Yes — pyrexia has been reported as a side effect of Lincomycin in FDA adverse-event reports (FAERS) and product labeling. It is among the more frequently reported events for this medication. These are voluntary reports, so they show what's been reported, not how often it happens.

Boxed warning

Warning Clostridioides difficile associated diarrhea (CDAD) has been reported with use of nearly all antibacterial agents, including lincomycin injection and may range in severity from mild diarrhea to fatal colitis. Treatment with antibacterial agents alters the normal flora of the colon leading to overgrowth of C. difficile. Because lincomycin therapy has been associated with severe colitis which may end fatally, it should be reserved for serious infections where less toxic antimicrobial agents are inappropriate, as described in the INDICATIONS AND USAGE section. It should not be used in patients with nonbacterial infections such as most upper respiratory tract infections.
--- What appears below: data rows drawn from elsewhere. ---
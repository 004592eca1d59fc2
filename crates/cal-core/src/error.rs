//! # Error Types: Ledger Error Taxonomy
//!
//! Every failure the ledger can report falls into one of four classes:
//!
//! - [`ValidationError`]: a candidate block field is malformed or out of
//!   policy. Raised before any persistence attempt; the caller fixes the
//!   input and resubmits.
//! - [`ChainIntegrityError`]: a `prevHash`/`hash` mismatch, found on append
//!   or during verification. Never patched, always surfaced.
//! - [`UniquenessConflictError`]: `id`, `prevHash` or `hash` already taken.
//!   The caller re-reads the head and retries.
//! - [`MalformedProofError`]: a proof object does not have the expected
//!   branch/ops/anchors shape.
//!
//! No error is ever downgraded to a warning.

use thiserror::Error;

/// A candidate block field violated its schema constraint.
///
/// `field` is the wire name of the offending field (`dataId`, `sig`, ...).
#[derive(Error, Debug, Clone, PartialEq, Eq)]
#[error("invalid {field}: {reason}")]
pub struct ValidationError {
    /// Wire name of the offending field.
    pub field: &'static str,
    /// Human-readable description of the violated constraint.
    pub reason: String,
}

impl ValidationError {
    /// Build a validation error for `field`.
    pub fn new(field: &'static str, reason: impl Into<String>) -> Self {
        Self {
            field,
            reason: reason.into(),
        }
    }
}

/// The hash chain is broken at a specific height.
#[derive(Error, Debug, Clone, PartialEq, Eq)]
pub enum ChainIntegrityError {
    /// `prevHash` does not equal the hash of the preceding block.
    #[error("prevHash mismatch at height {height}: expected {expected}, got {actual}")]
    PrevHashMismatch {
        /// Height of the block carrying the wrong `prevHash`.
        height: u64,
        /// Hash of the preceding block (or the genesis sentinel).
        expected: String,
        /// The `prevHash` actually recorded.
        actual: String,
    },

    /// Recomputing the block hash from its fields gave a different value.
    #[error("hash mismatch at height {height}: stored {stored}, recomputed {recomputed}")]
    HashMismatch {
        /// Height of the tampered block.
        height: u64,
        /// The `hash` recorded on the block.
        stored: String,
        /// The hash recomputed from the block's own fields.
        recomputed: String,
    },

    /// Block ids are not consecutive.
    #[error("height gap: expected block {expected}, found block {actual}")]
    HeightGap {
        /// The id that should appear at this position.
        expected: u64,
        /// The id that was found instead.
        actual: u64,
    },
}

impl ChainIntegrityError {
    /// The first height at which the chain fails verification.
    pub fn height(&self) -> u64 {
        match self {
            Self::PrevHashMismatch { height, .. } | Self::HashMismatch { height, .. } => *height,
            Self::HeightGap { expected, .. } => *expected,
        }
    }
}

/// A unique ledger column already holds the submitted value.
#[derive(Error, Debug, Clone, PartialEq, Eq)]
#[error("{field} {value} already exists in the ledger")]
pub struct UniquenessConflictError {
    /// Wire name of the colliding column (`id`, `prevHash` or `hash`).
    pub field: &'static str,
    /// The colliding value.
    pub value: String,
}

/// A proof object does not match the branch/ops/anchors shape.
#[derive(Error, Debug, Clone, PartialEq, Eq)]
#[error("malformed proof at {path}: {reason}")]
pub struct MalformedProofError {
    /// JSON path of the offending node, e.g. `$.branches[0].ops`.
    pub path: String,
    /// What was expected at that path.
    pub reason: String,
}

impl MalformedProofError {
    /// Build a malformed-proof error at `path`.
    pub fn new(path: impl Into<String>, reason: impl Into<String>) -> Self {
        Self {
            path: path.into(),
            reason: reason.into(),
        }
    }
}

/// Error during canonical serialization.
#[derive(Error, Debug)]
pub enum CanonicalizationError {
    /// Float values are not permitted in canonical representations.
    #[error("float values are not permitted in canonical representations: {0}")]
    FloatRejected(f64),

    /// JSON serialization failed.
    #[error("serialization failed: {0}")]
    SerializationFailed(#[from] serde_json::Error),
}

/// Error in cryptographic operations.
#[derive(Error, Debug)]
pub enum CryptoError {
    /// Signature verification failed.
    #[error("signature verification failed: {0}")]
    VerificationFailed(String),

    /// Key generation or parsing failed.
    #[error("key error: {0}")]
    KeyError(String),

    /// Signature string could not be decoded.
    #[error("malformed signature: {0}")]
    MalformedSignature(String),
}

#[cfg(test)]
mod tests {
    use super::*;

    #[test]
    fn validation_error_names_field() {
        let err = ValidationError::new("dataVal", "must match ^[a-fA-F0-9:x]{1,255}$");
        assert_eq!(err.field, "dataVal");
        assert!(err.to_string().starts_with("invalid dataVal:"));
    }

    #[test]
    fn chain_integrity_height() {
        let err = ChainIntegrityError::HashMismatch {
            height: 7,
            stored: "aa".into(),
            recomputed: "bb".into(),
        };
        assert_eq!(err.height(), 7);

        let gap = ChainIntegrityError::HeightGap {
            expected: 3,
            actual: 5,
        };
        assert_eq!(gap.height(), 3);
    }
}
C. diffficile produces toxins A and B which contribute to the development of CDAD. Hypertoxin producing strains of C. difficile cause increased morbidity and mortality, as these infections can be refractory to antimicrobial therapy and may require colectomy. CDAD must be considered in all patients who present with diarrhea following antibacterial use. Careful medical history is necessary since CDAD has been reported to occur over two months after the administration of antibacterial agents. If CDAD is suspected or confirmed, ongoing antibacterial use not directed against C. difficile may need to be discontinued. Appropriate fluid and electrolyte management, protein supplementation, antibacterial treatment of C. difficile , and surgical evaluation should be instituted as clinically indicated.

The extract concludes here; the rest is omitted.